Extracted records
%%

//! Route definitions for the `/remediations` resource.

use axum::routing::{get, patch};
use axum::Router;

use crate::handlers::remediation;
use crate::state::AppState;

/// Routes mounted at `/remediations`.
///
/// ```text
/// GET    /open                      -> list_open
/// GET    /overdue                   -> list_overdue
/// PATCH  /{id}                      -> update_resolution
/// GET    /{id}/history              -> history
/// ```
pub fn router() -> Router<AppState> {
    Router::new()
        .route("/open", get(remediation::list_open))
        .route("/overdue", get(remediation::list_overdue))
        .route("/{id}", patch(remediation::update_resolution))
        .route("/{id}/history", get(remediation::history))
}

%%

* Activity *
Would you please return all lines of the data that include the word "history"?

* Written solution *
/// GET    /{id}/history              -> history
        .route("/{id}/history", get(remediation::history))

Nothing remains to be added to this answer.